### Exercise material

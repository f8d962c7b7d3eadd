//! Full encounters resolved through `MapCombat`.

use srpg_core::calcs::CombatCalculator;
use srpg_core::combat::AfterCombat;
use srpg_core::components::{CombatMode, Team, UnitId};
use srpg_core::data::{CombatConstants, Database};
use srpg_core::item::Item;
use srpg_core::playback::CombatEvent;
use srpg_core::rng::FixedRolls;
use srpg_core::solver::CombatSetup;
use srpg_core::triangle::triangle_bonus;
use srpg_core::world::World;
use srpg_test_utils::fixtures::{arm, flat_database, run_encounter, test_database, unit};

fn no_crit(item: Item) -> Item {
    Item { crit: None, ..item }
}

fn damage_events<'a>(events: &'a [CombatEvent], attacker: &'a str) -> impl Iterator<Item = &'a CombatEvent> + 'a {
    events.iter().filter(move |e| e.as_damage().is_some_and(|(a, _, _)| a.as_str() == attacker))
}

#[test]
fn ranged_strike_against_unarmed_target() {
    let db = flat_database();
    let mut world = World::new();
    world.add_unit(unit("a", Team::Player, 0, &[("HP", 20), ("SKL", 70)]));
    world.add_unit(unit("b", Team::Enemy, 2, &[("HP", 20), ("SPD", 20), ("DEF", 3)]));
    let bow = arm(&mut world, &db, "a", no_crit(Item::weapon("longbow", "Bow", 8, 0, 0).with_range(2, 2)));

    let a = world.unit(&"a".into()).unwrap();
    let b = world.unit(&"b".into()).unwrap();
    let calc = CombatCalculator::new(&db, &world);
    let item = world.item(&bow).unwrap();
    assert_eq!(calc.compute_hit(a, b, item, CombatMode::Attack).unwrap(), Some(50));
    assert_eq!(calc.compute_damage(a, b, item, CombatMode::Attack, false).unwrap(), Some(5));

    let run = run_encounter(&db, &mut world, CombatSetup::new("a", "longbow", "b"), &mut FixedRolls::new([49], 99))
        .unwrap();
    assert_eq!(run.summary.phases, 1);
    assert_eq!(world.unit(&"b".into()).unwrap().current_hp, 15);
    assert_eq!(run.summary.after, AfterCombat::Wait);
}

#[test]
fn roll_at_hit_chance_misses() {
    let db = flat_database();
    let mut world = World::new();
    world.add_unit(unit("a", Team::Player, 0, &[("HP", 20), ("SKL", 70)]));
    world.add_unit(unit("b", Team::Enemy, 2, &[("HP", 20), ("SPD", 20), ("DEF", 3)]));
    arm(&mut world, &db, "a", no_crit(Item::weapon("longbow", "Bow", 8, 0, 0).with_range(2, 2)));

    let run =
        run_encounter(&db, &mut world, CombatSetup::new("a", "longbow", "b"), &mut FixedRolls::always(50)).unwrap();
    assert_eq!(run.playback.count_tag("mark_miss"), 1);
    assert_eq!(world.unit(&"b".into()).unwrap().current_hp, 20);
}

#[test]
fn faster_attacker_strikes_twice_before_counter() {
    let db = flat_database();
    let mut world = World::new();
    world.add_unit(unit("a", Team::Player, 0, &[("HP", 30), ("STR", 3), ("SKL", 100), ("SPD", 9)]));
    world.add_unit(unit("b", Team::Enemy, 1, &[("HP", 30), ("SPD", 4)]));
    arm(&mut world, &db, "a", no_crit(Item::weapon("sword", "Sword", 2, 0, 0)));

    let run = run_encounter(&db, &mut world, CombatSetup::new("a", "sword", "b"), &mut FixedRolls::always(0)).unwrap();
    let events = run.playback.events();
    assert_eq!(run.summary.phases, 2);
    assert_eq!(damage_events(events, "a").count(), 2);
    assert_eq!(damage_events(events, "b").count(), 0);
    assert!(!events.iter().any(|e| matches!(e, CombatEvent::DefenderPhase { .. })));
    assert_eq!(world.unit(&"b".into()).unwrap().current_hp, 20);
}

#[test]
fn crit_amplifies_before_defense() {
    let db = Database { constants: CombatConstants::default().with_crit(3, 1), ..flat_database() };
    let mut world = World::new();
    world.add_unit(unit("a", Team::Player, 0, &[("HP", 30), ("SKL", 100)]));
    world.add_unit(unit("b", Team::Enemy, 1, &[("HP", 60), ("DEF", 2)]));
    arm(&mut world, &db, "a", Item::weapon("killer", "Sword", 10, 0, 30));

    let run =
        run_encounter(&db, &mut world, CombatSetup::new("a", "killer", "b"), &mut FixedRolls::always(0)).unwrap();
    let crits: Vec<i32> = run
        .playback
        .iter()
        .filter_map(|e| match e {
            CombatEvent::DamageCrit { damage, .. } => Some(*damage),
            _ => None,
        })
        .collect();
    assert_eq!(crits, vec![38]);
    assert_eq!(world.unit(&"b".into()).unwrap().current_hp, 22);
}

#[test]
fn splash_only_exchange() {
    let db = flat_database();
    let mut world = World::new();
    world.add_unit(unit("a", Team::Player, 0, &[("HP", 30), ("STR", 2), ("SKL", 100), ("SPD", 30)]));
    world.add_unit(unit("b", Team::Enemy, 2, &[("HP", 30)]));
    world.add_unit(unit("c", Team::Enemy, 3, &[("HP", 30)]));
    arm(&mut world, &db, "a", no_crit(Item::weapon("meteor", "Dark", 5, 0, 0).with_range(2, 3)));
    arm(&mut world, &db, "b", Item::weapon("bow", "Bow", 4, 100, 0).with_range(2, 2));

    let mut setup = CombatSetup::new("a", "meteor", "b").with_splash([UnitId::from("b"), UnitId::from("c")]);
    setup.defenders.clear();
    let run = run_encounter(&db, &mut world, setup, &mut FixedRolls::always(0)).unwrap();

    assert_eq!(run.summary.phases, 2);
    assert_eq!(damage_events(run.playback.events(), "b").count(), 0);
    assert_eq!(world.unit(&"a".into()).unwrap().current_hp, 30);
    assert_eq!(world.unit(&"b".into()).unwrap().current_hp, 23);
    assert_eq!(world.unit(&"c".into()).unwrap().current_hp, 23);
}

#[test]
fn triangle_pairings_mirror() {
    let db = test_database();
    let holder = unit("u", Team::Player, 0, &[]);
    let types = ["Sword", "Lance", "Axe"];
    for own in types {
        for theirs in types {
            let mine = Item::weapon("mine", own, 5, 80, 0);
            let other = Item::weapon("other", theirs, 5, 80, 0);
            let forward = triangle_bonus(&db, &holder, Some(&mine), Some(&other));
            let backward = triangle_bonus(&db, &holder, Some(&other), Some(&mine));
            assert_eq!(forward.accuracy, -backward.accuracy, "{own} vs {theirs}");
            assert_eq!(forward.damage, -backward.damage, "{own} vs {theirs}");
        }
    }
    let sword = Item::weapon("s", "Sword", 5, 80, 0);
    let axe = Item::weapon("a", "Axe", 5, 80, 0);
    let bonus = triangle_bonus(&db, &holder, Some(&sword), Some(&axe));
    assert_eq!((bonus.accuracy, bonus.damage), (15, 1));
}

#[test]
fn kill_then_rewind_restores_everything() {
    let db = test_database();
    let mut world = World::new();
    world.add_unit(unit("seth", Team::Player, 0, &[("HP", 30), ("STR", 20), ("SKL", 20), ("SPD", 12)]).with_name("Seth"));
    world.add_unit(unit("grunt", Team::Enemy, 1, &[("HP", 10)]).with_name("Grunt"));
    arm(&mut world, &db, "seth", Item::weapon("silver", "Lance", 14, 100, 0));
    let before = world.clone();

    let mut run =
        run_encounter(&db, &mut world, CombatSetup::new("seth", "silver", "grunt"), &mut FixedRolls::always(0))
            .unwrap();
    assert!(world.unit(&"grunt".into()).unwrap().is_dying);
    assert_eq!(world.records.kills_by(&"seth".into()), 1);
    assert!(run.summary.exp_awards.iter().any(|a| a.unit.as_str() == "seth" && a.amount > 0));

    run.log.undo_all(&mut world).unwrap();
    assert_eq!(world, before);
}
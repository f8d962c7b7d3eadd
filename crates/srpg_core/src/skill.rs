//! Skills and their capability components.

use serde::{Deserialize, Serialize};

use crate::action::Action;
use crate::components::{SkillId, UnitId};
use crate::equations::Formula;
use crate::hooks::{
    CombatLifecycle, CombatModifier, Component, DeathHook, ExpModifier, HookResult, LifecycleContext,
    ModifierContext, StatModifier,
};
use crate::math::{from_percent, Fixed};
use crate::playback::Playback;
use crate::unit::Unit;

/// Mutable charge state of a skill.
#[derive(Debug, Clone, Copy, PartialEq, Eq, Hash, Default, Serialize, Deserialize)]
pub struct SkillData {
    /// Current charge.
    #[serde(default)]
    pub charge: i32,
    /// Charge needed (or held) when full.
    #[serde(default)]
    pub total_charge: i32,
    /// Whether the skill was activated for the current encounter.
    #[serde(default)]
    pub active: bool,
}

/// Behaviour attached to a skill.
#[derive(Debug, Clone, PartialEq, Eq, Hash, Serialize, Deserialize)]
pub enum SkillComponent {
    /// Flat stat bonus.
    StatChange {
        /// Stat name.
        stat: String,
        /// Amount added.
        value: i32,
    },
    /// Flat bonuses while fighting.
    CombatBonus {
        /// Added to accuracy.
        #[serde(default)]
        accuracy: i32,
        /// Added to crit accuracy.
        #[serde(default)]
        crit: i32,
        /// Added to might.
        #[serde(default)]
        damage: i32,
        /// Added to attack speed.
        #[serde(default)]
        attack_speed: i32,
    },
    /// Adds a formula of the owner's stats to might.
    ModifyDamage(Formula),
    /// Scales final damage, in percent.
    DamageMultiplier {
        /// Multiplier percent.
        percent: i32,
    },
    /// Scales experience the owner gains, in percent.
    ExpMultiplier {
        /// Multiplier percent.
        percent: i32,
    },
    /// Scales experience opponents gain from the owner, in percent.
    EnemyExpMultiplier {
        /// Multiplier percent.
        percent: i32,
    },
    /// Owner may move again after combat.
    Canto,
    /// Owner strikes first when defending.
    Vantage,
    /// Message spoken when the owner dies.
    LastWords(String),
    /// Charge builds from 0 to the value; spending it resets to 0.
    BuildCharge(i32),
    /// Starts full at the value; each activation drains one.
    DrainCharge(i32),
    /// Gains charge after a combat in which the owner acted.
    CombatChargeIncrease(i32),
    /// Like `CombatChargeIncrease`, using a stat as the amount.
    CombatChargeIncreaseByStat(String),
    /// Gains mana at the start of combat.
    GainMana(Formula),
    /// Spends mana at the start of combat while active.
    CostMana(i32),
}

impl SkillComponent {
    /// Initial charge state implied by this component, if it is a charge component.
    #[must_use]
    pub const fn initial_data(&self) -> Option<SkillData> {
        match self {
            Self::BuildCharge(total) => Some(SkillData { charge: 0, total_charge: *total, active: false }),
            Self::DrainCharge(total) => Some(SkillData { charge: *total, total_charge: *total, active: false }),
            _ => None,
        }
    }

    fn charge_gain(&self, unit: &Unit, ctx: &LifecycleContext<'_>) -> Option<i32> {
        match self {
            Self::CombatChargeIncrease(value) => Some(*value),
            Self::CombatChargeIncreaseByStat(stat) => Some(ctx.world.stats_of(unit).stat_value(stat)),
            _ => None,
        }
    }
}

impl Component for SkillComponent {
    fn name(&self) -> &'static str {
        match self {
            Self::StatChange { .. } => "stat_change",
            Self::CombatBonus { .. } => "combat_bonus",
            Self::ModifyDamage(_) => "modify_damage",
            Self::DamageMultiplier { .. } => "damage_multiplier",
            Self::ExpMultiplier { .. } => "exp_multiplier",
            Self::EnemyExpMultiplier { .. } => "enemy_exp_multiplier",
            Self::Canto => "canto",
            Self::Vantage => "vantage",
            Self::LastWords(_) => "last_words",
            Self::BuildCharge(_) => "build_charge",
            Self::DrainCharge(_) => "drain_charge",
            Self::CombatChargeIncrease(_) => "combat_charge_increase",
            Self::CombatChargeIncreaseByStat(_) => "combat_charge_increase_by_stat",
            Self::GainMana(_) => "gain_mana",
            Self::CostMana(_) => "cost_mana",
        }
    }

    fn as_modifier(&self) -> Option<&dyn CombatModifier> {
        match self {
            Self::CombatBonus { .. } | Self::ModifyDamage(_) | Self::DamageMultiplier { .. } => Some(self),
            _ => None,
        }
    }

    fn as_lifecycle(&self) -> Option<&dyn CombatLifecycle> {
        match self {
            Self::BuildCharge(_)
            | Self::DrainCharge(_)
            | Self::CombatChargeIncrease(_)
            | Self::CombatChargeIncreaseByStat(_)
            | Self::GainMana(_)
            | Self::CostMana(_) => Some(self),
            _ => None,
        }
    }

    fn as_exp_modifier(&self) -> Option<&dyn ExpModifier> {
        match self {
            Self::ExpMultiplier { .. } | Self::EnemyExpMultiplier { .. } => Some(self),
            _ => None,
        }
    }

    fn as_stat_modifier(&self) -> Option<&dyn StatModifier> {
        match self {
            Self::StatChange { .. } => Some(self),
            _ => None,
        }
    }

    fn as_death_hook(&self) -> Option<&dyn DeathHook> {
        match self {
            Self::LastWords(_) => Some(self),
            _ => None,
        }
    }
}

impl CombatModifier for SkillComponent {
    fn modify_accuracy(&self, _ctx: &ModifierContext<'_>) -> HookResult<i32> {
        match self {
            Self::CombatBonus { accuracy, .. } => Ok(*accuracy),
            _ => Ok(0),
        }
    }

    fn modify_crit_accuracy(&self, _ctx: &ModifierContext<'_>) -> HookResult<i32> {
        match self {
            Self::CombatBonus { crit, .. } => Ok(*crit),
            _ => Ok(0),
        }
    }

    fn modify_damage(&self, ctx: &ModifierContext<'_>) -> HookResult<i32> {
        match self {
            Self::CombatBonus { damage, .. } => Ok(*damage),
            Self::ModifyDamage(formula) => Ok(ctx.evaluate(formula)?),
            _ => Ok(0),
        }
    }

    fn modify_attack_speed(&self, _ctx: &ModifierContext<'_>) -> HookResult<i32> {
        match self {
            Self::CombatBonus { attack_speed, .. } => Ok(*attack_speed),
            _ => Ok(0),
        }
    }

    fn damage_multiplier(&self, _ctx: &ModifierContext<'_>) -> HookResult<Fixed> {
        match self {
            Self::DamageMultiplier { percent } => Ok(from_percent(*percent)),
            _ => Ok(Fixed::ONE),
        }
    }
}

impl CombatLifecycle for SkillComponent {
    fn start_combat(&self, ctx: &LifecycleContext<'_>) -> HookResult<Vec<Action>> {
        let unit = ctx.unit;
        match self {
            Self::GainMana(formula) if ctx.target.is_some() => {
                let stats = ctx.world.stats_of(unit);
                let gain = formula.evaluate(&stats, &ctx.db.equations)?;
                Ok(vec![Action::change_mana(unit, gain)])
            }
            Self::CostMana(cost) if ctx.skill.data.active => Ok(vec![Action::change_mana(unit, -cost)]),
            _ => Ok(Vec::new()),
        }
    }

    fn end_combat(&self, ctx: &LifecycleContext<'_>) -> HookResult<Vec<Action>> {
        let Some(gain) = self.charge_gain(ctx.unit, ctx) else {
            return Ok(Vec::new());
        };
        if ctx.skill.data.active {
            return Ok(Vec::new());
        }
        let miss_counts = ctx.db.constants.miss_wexp;
        let acted = Playback::marks_in(ctx.playback, miss_counts)
            .any(|mark| {
                mark.attacker == ctx.unit.nid
                    && mark.defender != ctx.unit.nid
                    && ctx.item.is_some_and(|item| item.nid == mark.item)
            });
        if !acted {
            return Ok(Vec::new());
        }
        let data = ctx.skill.data;
        let charge = data.charge.saturating_add(gain).min(data.total_charge);
        Ok(vec![Action::set_skill_charge(ctx.skill, charge, data.active)])
    }

    fn post_combat(&self, ctx: &LifecycleContext<'_>) -> HookResult<Vec<Action>> {
        let data = ctx.skill.data;
        if !data.active {
            return Ok(Vec::new());
        }
        match self {
            Self::BuildCharge(_) => Ok(vec![Action::set_skill_charge(ctx.skill, 0, false)]),
            Self::DrainCharge(_) => {
                Ok(vec![Action::set_skill_charge(ctx.skill, (data.charge - 1).max(0), false)])
            }
            _ => Ok(Vec::new()),
        }
    }
}

impl ExpModifier for SkillComponent {
    fn exp_multiplier(&self, _unit: &Unit, _target: &Unit) -> Fixed {
        match self {
            Self::ExpMultiplier { percent } => from_percent(*percent),
            _ => Fixed::ONE,
        }
    }

    fn enemy_exp_multiplier(&self, _unit: &Unit, _opponent: &Unit) -> Fixed {
        match self {
            Self::EnemyExpMultiplier { percent } => from_percent(*percent),
            _ => Fixed::ONE,
        }
    }
}

impl StatModifier for SkillComponent {
    fn stat_change(&self, stat: &str) -> i32 {
        match self {
            Self::StatChange { stat: changed, value } if changed == stat => *value,
            _ => 0,
        }
    }
}

impl DeathHook for SkillComponent {
    fn on_death(&self, unit: &Unit) -> Vec<Action> {
        match self {
            Self::LastWords(text) => vec![Action::message(format!("{}: {text}", unit.name))],
            _ => Vec::new(),
        }
    }
}

/// A skill instance.
#[derive(Debug, Clone, PartialEq, Eq, Hash, Serialize, Deserialize)]
pub struct Skill {
    /// Unique identifier.
    pub nid: SkillId,
    /// Display name.
    #[serde(default)]
    pub name: String,
    /// Owning unit.
    #[serde(default)]
    pub owner: Option<UnitId>,
    /// Charge state.
    #[serde(default)]
    pub data: SkillData,
    /// Capability components.
    #[serde(default)]
    pub components: Vec<SkillComponent>,
}

impl Skill {
    /// Create a skill; charge components seed its initial data.
    pub fn new(nid: impl Into<SkillId>, components: Vec<SkillComponent>) -> Self {
        let nid = nid.into();
        let data = components.iter().find_map(SkillComponent::initial_data).unwrap_or_default();
        Self { name: nid.to_string(), nid, owner: None, data, components }
    }

    /// Components as hook sources.
    pub fn hook_sources(&self) -> impl Iterator<Item = &dyn Component> {
        self.components.iter().map(|c| c as &dyn Component)
    }

    /// Whether the skill grants canto.
    #[must_use]
    pub fn has_canto(&self) -> bool {
        self.components.iter().any(|c| matches!(c, SkillComponent::Canto))
    }

    /// Whether the skill grants vantage.
    #[must_use]
    pub fn has_vantage(&self) -> bool {
        self.components.iter().any(|c| matches!(c, SkillComponent::Vantage))
    }

    /// Whether a charge skill is full.
    #[must_use]
    pub const fn is_charged(&self) -> bool {
        self.data.total_charge > 0 && self.data.charge >= self.data.total_charge
    }
}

######

== Work item ==
Each line in the records above that contains the word "other" must be copied.

== Final answer ==
            let other = Item::weapon("other", theirs, 5, 80, 0);
            let forward = triangle_bonus(&db, &holder, Some(&mine), Some(&other));
            let backward = triangle_bonus(&db, &holder, Some(&other), Some(&mine));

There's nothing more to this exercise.